--- The problem ---
Please copy out every line in the entries that includes the word "parts".

┌─ Records

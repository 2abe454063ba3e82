use axum::{
    body::Body,
    http::{HeaderValue, Request},
    middleware::Next,
    response::Response,
};
use std::{cell::RefCell, fmt, future::Future};
use tower_http::trace::MakeSpan;
use uuid::Uuid;

/**
 * Request correlation for logs and error bodies.
 *
 * Every request gets a request id (taken from `x-request-id` when the caller
 * supplies one). The id is attached to the tracing span and stored in a
 * task-local so error responses can echo it back.
 */

pub const REQUEST_ID_HEADER: &str = "x-request-id";

/// Request ID tracking information
#[derive(Clone, Debug)]
pub struct RequestId(pub String);

impl Default for RequestId {
    fn default() -> Self {
        RequestId(Uuid::new_v4().to_string())
    }
}

impl RequestId {
    pub fn new(value: impl Into<String>) -> Self {
        RequestId(value.into())
    }

    pub fn as_str(&self) -> &str {
        &self.0
    }

    fn from_request<B>(request: &Request<B>) -> Option<Self> {
        request
            .extensions()
            .get::<RequestId>()
            .cloned()
            .or_else(|| {
                request
                    .headers()
                    .get(REQUEST_ID_HEADER)
                    .and_then(|v| v.to_str().ok())
                    .filter(|v| !v.trim().is_empty())
                    .map(RequestId::new)
            })
    }
}

impl fmt::Display for RequestId {
    fn fmt(&self, f: &mut fmt::Formatter<'_>) -> fmt::Result {
        write!(f, "{}", self.0)
    }
}

tokio::task_local! {
    static CURRENT_REQUEST_ID: RefCell<Option<RequestId>>;
}

pub async fn scope_request_id<Fut, R>(request_id: RequestId, future: Fut) -> R
where
    Fut: Future<Output = R>,
{
    CURRENT_REQUEST_ID
        .scope(RefCell::new(Some(request_id)), future)
        .await
}

pub fn current_request_id() -> Option<RequestId> {
    CURRENT_REQUEST_ID
        .try_with(|cell| cell.borrow().clone())
        .ok()
        .flatten()
}

#[derive(Clone, Default)]
pub struct RequestSpanMaker;

impl<B> MakeSpan<B> for RequestSpanMaker {
    fn make_span(&mut self, request: &Request<B>) -> tracing::Span {
        let request_id = RequestId::from_request(request).unwrap_or_default();

        tracing::info_span!(
            "http.request",
            request_id = %request_id.as_str(),
            method = %request.method(),
            uri = %request.uri(),
        )
    }
}

/// Assigns a request id, scopes it for the rest of the handler chain and
/// echoes it in the response headers.
pub async fn request_id_middleware(mut request: Request<Body>, next: Next) -> Response {
    let request_id = RequestId::from_request(&request).unwrap_or_default();
    request.extensions_mut().insert(request_id.clone());

    let mut response = scope_request_id(request_id.clone(), next.run(request)).await;
    if let Ok(value) = HeaderValue::from_str(request_id.as_str()) {
        response.headers_mut().insert(REQUEST_ID_HEADER, value);
    }
    response
}
//! Code-to-text conversion via structured-perceptron beam search.
//!
//! A [`Dictionary`](dict::Dictionary) maps short Latin-letter codes to
//! candidate texts; the [`Decoder`](decoder::Decoder) runs a shift/reduce
//! beam search over an input code string, scoring paths with a sparse
//! linear [`Model`](model::Model) that is trained online by early-update
//! perceptron-style gradients.

pub mod decoder;
pub mod dict;
pub mod model;
//! Beam lattice for the shift/reduce search.
//!
//! Nodes live in one arena (`Vec<Node>`) and reference predecessors by
//! arena offset, so predecessor identity is index equality. Each decoding
//! step closes over a beam of at most `beam_size` nodes. While a step is
//! open, candidates are kept in a rank-ordered list; an eviction recycles
//! the loser's arena slot for the next emplacement, so a step never
//! occupies more than `beam_size + 1` slots. Closed beams are compacted to
//! rank order: a node's index within its beam is its rank.

use crate::dict::Word;

pub type NodeId = usize;

/// A vertex in the search lattice, also a node of an output path.
#[derive(Debug, Default, Clone)]
pub struct Node<'d> {
    /// Predecessor on the path, `None` for the root.
    pub prev: Option<NodeId>,
    /// Code bytes consumed by completed reductions on this path.
    pub code_pos: usize,
    /// Byte offset into the target text reached by this path.
    pub text_pos: usize,
    /// Word emitted at this node; `None` for shift nodes and the root.
    pub word: Option<&'d Word>,
    /// Nearest node on the path (self excluded) whose `word` is set.
    pub prev_word: Option<NodeId>,
    /// Features contributed by this node alone.
    pub local_features: Vec<(String, f64)>,
    /// Features that apply only when this node terminates a path.
    pub global_features: Vec<(String, f64)>,
    /// Running sum of local-feature scores over root..=self.
    pub local_score: f64,
    /// Path score: `local_score` plus this node's global features.
    pub score: f64,
}

impl<'d> Node<'d> {
    fn successor(prev_id: NodeId, prev: &Node<'d>, word: Option<&'d Word>) -> Self {
        Node {
            prev: Some(prev_id),
            code_pos: prev.code_pos,
            text_pos: prev.text_pos,
            word,
            prev_word: if prev.word.is_some() {
                Some(prev_id)
            } else {
                prev.prev_word
            },
            ..Node::default()
        }
    }
}

pub struct Lattice<'d> {
    nodes: Vec<Node<'d>>,
    /// Arena offset where each step starts; the last step ends at
    /// `nodes.len()`.
    starts: Vec<usize>,
    /// Candidate ids of the open step, best first.
    order: Vec<NodeId>,
    /// Slot freed by the last eviction, reused by the next emplacement.
    spare: Option<NodeId>,
    beam_size: usize,
    capacity: usize,
}

impl<'d> Default for Lattice<'d> {
    fn default() -> Self {
        Self::new()
    }
}

impl<'d> Lattice<'d> {
    pub fn new() -> Self {
        Self {
            nodes: Vec::new(),
            starts: Vec::new(),
            order: Vec::new(),
            spare: None,
            beam_size: 0,
            capacity: 0,
        }
    }

    /// Reset for a new decode, keeping the arena allocation when possible.
    pub fn init(&mut self, code_len: usize, beam_size: usize) {
        assert!(beam_size > 0, "beam size must be positive");
        self.nodes.clear();
        self.starts.clear();
        self.order.clear();
        self.spare = None;
        self.beam_size = beam_size;
        // Beams for steps 1..=len+1, the root, and one transient spare slot.
        self.capacity = (code_len + 1) * beam_size + 2;
        self.nodes.reserve(self.capacity);
    }

    pub fn beam_size(&self) -> usize {
        self.beam_size
    }

    /// Open a new step.
    pub fn begin_step(&mut self) {
        debug_assert!(self.spare.is_none(), "spare slot leaked past end_step");
        self.starts.push(self.nodes.len());
        self.order.clear();
    }

    fn alloc(&mut self, node: Node<'d>) -> NodeId {
        match self.spare.take() {
            Some(slot) => {
                self.nodes[slot] = node;
                slot
            }
            None => {
                debug_assert!(self.nodes.len() < self.capacity, "lattice arena overflow");
                self.nodes.push(node);
                self.nodes.len() - 1
            }
        }
    }

    /// Emplace the root node of step 0.
    pub fn emplace_root(&mut self, word: Option<&'d Word>) -> NodeId {
        debug_assert!(self.nodes.is_empty(), "root must be the first node");
        self.alloc(Node {
            word,
            ..Node::default()
        })
    }

    /// Emplace a successor keeping the predecessor's cursors (a shift, or an
    /// end-of-sentence marker when `word` is the boundary sentinel).
    pub fn emplace_successor(&mut self, prev: NodeId, word: Option<&'d Word>) -> NodeId {
        let node = Node::successor(prev, &self.nodes[prev], word);
        self.alloc(node)
    }

    /// Emplace a reduction consuming code up to `code_pos` and emitting `word`.
    pub fn emplace_reduce(
        &mut self,
        prev: NodeId,
        code_pos: usize,
        text_pos: usize,
        word: &'d Word,
    ) -> NodeId {
        let mut node = Node::successor(prev, &self.nodes[prev], Some(word));
        node.code_pos = code_pos;
        node.text_pos = text_pos;
        self.alloc(node)
    }

    /// Keep the candidate if it ranks within the beam; otherwise evict the
    /// worst candidate (possibly the new one) and recycle its slot.
    ///
    /// The candidate list stays ordered by score descending; a tie ranks
    /// after existing candidates, so the earlier emplacement wins.
    pub fn topk(&mut self, id: NodeId) {
        let score = self.nodes[id].score;
        let at = self
            .order
            .partition_point(|&c| self.nodes[c].score >= score);
        self.order.insert(at, id);
        if self.order.len() > self.beam_size {
            let evicted = self.order.pop().expect("overflowing beam is non-empty");
            self.spare = Some(evicted);
        }
    }

    /// Close the open step, compacting it to the surviving candidates in
    /// rank order. Node ids within the step are final from here on.
    pub fn end_step(&mut self) {
        let start = *self.starts.last().expect("no open step");
        let kept: Vec<Node<'d>> = self
            .order
            .drain(..)
            .map(|id| std::mem::take(&mut self.nodes[id]))
            .collect();
        self.nodes.truncate(start);
        self.nodes.extend(kept);
        self.spare = None;
    }

    /// Append a copy of a node from another lattice to the last closed step,
    /// rewiring its predecessor to `prev` in this lattice. Bypasses beam
    /// selection; used to re-insert a reference path that fell out.
    pub fn force_emplace(&mut self, src: &Node<'d>, prev: NodeId) -> NodeId {
        let mut node = src.clone();
        node.prev = Some(prev);
        node.prev_word = if self.nodes[prev].word.is_some() {
            Some(prev)
        } else {
            self.nodes[prev].prev_word
        };
        debug_assert!(self.nodes.len() < self.capacity, "lattice arena overflow");
        self.nodes.push(node);
        self.nodes.len() - 1
    }

    pub fn node(&self, id: NodeId) -> &Node<'d> {
        &self.nodes[id]
    }

    pub fn node_mut(&mut self, id: NodeId) -> &mut Node<'d> {
        &mut self.nodes[id]
    }

    pub fn nodes(&self) -> &[Node<'d>] {
        &self.nodes
    }

    /// Number of steps, open step included.
    pub fn steps(&self) -> usize {
        self.starts.len()
    }

    fn step_end(&self, step: usize) -> usize {
        self.starts
            .get(step + 1)
            .copied()
            .unwrap_or(self.nodes.len())
    }

    pub fn step(&self, step: usize) -> &[Node<'d>] {
        &self.nodes[self.starts[step]..self.step_end(step)]
    }

    pub fn step_len(&self, step: usize) -> usize {
        self.step_end(step) - self.starts[step]
    }

    /// Arena id of the node ranked `index` within `step`.
    pub fn id_at(&self, step: usize, index: usize) -> NodeId {
        debug_assert!(index < self.step_len(step));
        self.starts[step] + index
    }

    /// Step containing the given node.
    pub fn step_of(&self, id: NodeId) -> usize {
        debug_assert!(id < self.nodes.len());
        self.starts.partition_point(|&s| s <= id) - 1
    }

    /// Ids of the last step's nodes.
    pub fn back_ids(&self) -> std::ops::Range<NodeId> {
        self.back_start()..self.nodes.len()
    }

    /// The last step as a beam slice. Rank-ordered once the step is closed.
    pub fn back(&self) -> &[Node<'d>] {
        self.step(self.starts.len() - 1)
    }

    /// Arena id of the first node of the last step.
    pub fn back_start(&self) -> NodeId {
        *self.starts.last().expect("empty lattice")
    }

    /// Up to `max` best paths, ranked best-first.
    pub fn paths(&self, max: usize) -> Vec<ReversePath<'_, 'd>> {
        let start = self.back_start();
        (0..self.back().len().min(max))
            .map(|i| ReversePath::new(self, start + i))
            .collect()
    }
}

/// A path handle that walks from a rear node back to the root.
#[derive(Clone, Copy)]
pub struct ReversePath<'l, 'd> {
    lattice: &'l Lattice<'d>,
    rear: NodeId,
}

impl<'l, 'd> ReversePath<'l, 'd> {
    pub fn new(lattice: &'l Lattice<'d>, rear: NodeId) -> Self {
        Self { lattice, rear }
    }

    pub fn rear(&self) -> &'l Node<'d> {
        self.lattice.node(self.rear)
    }

    pub fn rear_id(&self) -> NodeId {
        self.rear
    }

    pub fn score(&self) -> f64 {
        self.rear().score
    }

    /// Nodes from the rear back to the root.
    pub fn iter(&self) -> impl Iterator<Item = &'l Node<'d>> {
        let lattice = self.lattice;
        std::iter::successors(Some(self.rear()), move |node| {
            node.prev.map(|id| lattice.node(id))
        })
    }

    /// Arena ids from the root to the rear, in path order.
    pub fn forward_ids(&self) -> Vec<NodeId> {
        let mut ids: Vec<NodeId> =
            std::iter::successors(Some(self.rear), |id| self.lattice.node(*id).prev).collect();
        ids.reverse();
        ids
    }

    /// Concatenation of the emitted word texts, in path order.
    pub fn text(&self) -> String {
        let mut parts: Vec<&str> = self
            .iter()
            .filter_map(|node| node.word.map(|w| w.text.as_str()))
            .collect();
        parts.reverse();
        parts.concat()
    }
}

#[cfg(test)]
mod tests {
    use super::*;
    use crate::dict::Word;

    fn push_scored(lattice: &mut Lattice<'_>, prev: NodeId, score: f64) -> NodeId {
        let id = lattice.emplace_successor(prev, None);
        lattice.node_mut(id).score = score;
        lattice.topk(id);
        id
    }

    fn root_step(lattice: &mut Lattice<'_>) {
        lattice.begin_step();
        let root = lattice.emplace_root(None);
        lattice.topk(root);
        lattice.end_step();
    }

    #[test]
    fn test_beam_keeps_top_candidates_in_rank_order() {
        let mut lattice = Lattice::new();
        lattice.init(4, 2);
        root_step(&mut lattice);

        lattice.begin_step();
        push_scored(&mut lattice, 0, 1.0);
        push_scored(&mut lattice, 0, 3.0);
        push_scored(&mut lattice, 0, 2.0);
        lattice.end_step();

        let scores: Vec<f64> = lattice.back().iter().map(|n| n.score).collect();
        assert_eq!(scores, vec![3.0, 2.0]);
    }

    #[test]
    fn test_tie_keeps_earlier_emplacement() {
        let word_a = Word::new("a", "甲");
        let word_b = Word::new("a", "乙");
        let mut lattice = Lattice::new();
        lattice.init(1, 1);
        root_step(&mut lattice);

        lattice.begin_step();
        let a = lattice.emplace_reduce(0, 1, word_a.text.len(), &word_a);
        lattice.topk(a);
        let b = lattice.emplace_reduce(0, 1, word_b.text.len(), &word_b);
        lattice.topk(b);
        lattice.end_step();

        assert_eq!(lattice.back().len(), 1);
        assert_eq!(lattice.back()[0].word.unwrap().text, "甲");
    }

    #[test]
    fn test_eviction_recycles_arena_slot() {
        let mut lattice = Lattice::new();
        lattice.init(8, 2);
        root_step(&mut lattice);

        lattice.begin_step();
        // Five candidates through a two-wide beam never need more than
        // three slots for this step.
        for score in [1.0, 2.0, 3.0, 4.0, 5.0] {
            push_scored(&mut lattice, 0, score);
        }
        assert!(lattice.nodes().len() <= 1 + 3);
        lattice.end_step();

        let scores: Vec<f64> = lattice.back().iter().map(|n| n.score).collect();
        assert_eq!(scores, vec![5.0, 4.0]);
    }

    #[test]
    fn test_prev_word_skips_wordless_nodes() {
        let word = Word::new("ab", "文");
        let mut lattice = Lattice::new();
        lattice.init(2, 4);

        lattice.begin_step();
        let root = lattice.emplace_root(Some(&word));
        lattice.topk(root);
        lattice.end_step();

        lattice.begin_step();
        let shift = lattice.emplace_successor(0, None);
        lattice.topk(shift);
        lattice.end_step();

        lattice.begin_step();
        let reduce = lattice.emplace_reduce(1, 2, word.text.len(), &word);
        lattice.topk(reduce);
        lattice.end_step();

        let shift_node = lattice.node(1);
        assert_eq!(shift_node.prev_word, Some(0));
        let reduce_node = lattice.node(2);
        assert_eq!(reduce_node.prev, Some(1));
        // The shift carries no word, so the bigram anchor reaches past it.
        assert_eq!(reduce_node.prev_word, Some(0));
    }

    #[test]
    fn test_paths_walk_back_to_root() {
        let word = Word::new("ab", "文");
        let mut lattice = Lattice::new();
        lattice.init(2, 2);
        root_step(&mut lattice);

        lattice.begin_step();
        let shift = lattice.emplace_successor(0, None);
        lattice.topk(shift);
        lattice.end_step();

        lattice.begin_step();
        let reduce = lattice.emplace_reduce(shift, 2, word.text.len(), &word);
        lattice.topk(reduce);
        lattice.end_step();

        let paths = lattice.paths(10);
        assert_eq!(paths.len(), 1);
        assert_eq!(paths[0].text(), "文");
        assert_eq!(paths[0].forward_ids(), vec![0, shift, reduce]);
    }

    #[test]
    fn test_step_of_locates_nodes() {
        let mut lattice = Lattice::new();
        lattice.init(3, 2);
        root_step(&mut lattice);
        lattice.begin_step();
        push_scored(&mut lattice, 0, 1.0);
        push_scored(&mut lattice, 0, 2.0);
        lattice.end_step();

        assert_eq!(lattice.step_of(0), 0);
        assert_eq!(lattice.step_of(1), 1);
        assert_eq!(lattice.step_of(2), 1);
        assert_eq!(lattice.id_at(1, 0), 1);
    }

    #[test]
    fn test_init_resets_previous_decode() {
        let mut lattice = Lattice::new();
        lattice.init(2, 2);
        root_step(&mut lattice);
        lattice.begin_step();
        push_scored(&mut lattice, 0, 1.0);
        lattice.end_step();

        lattice.init(4, 3);
        assert_eq!(lattice.steps(), 0);
        assert!(lattice.nodes().is_empty());
        assert_eq!(lattice.beam_size(), 3);
    }
}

└─

--- Answer space ---
        let mut parts: Vec<&str> = self
        parts.reverse();
        parts.concat()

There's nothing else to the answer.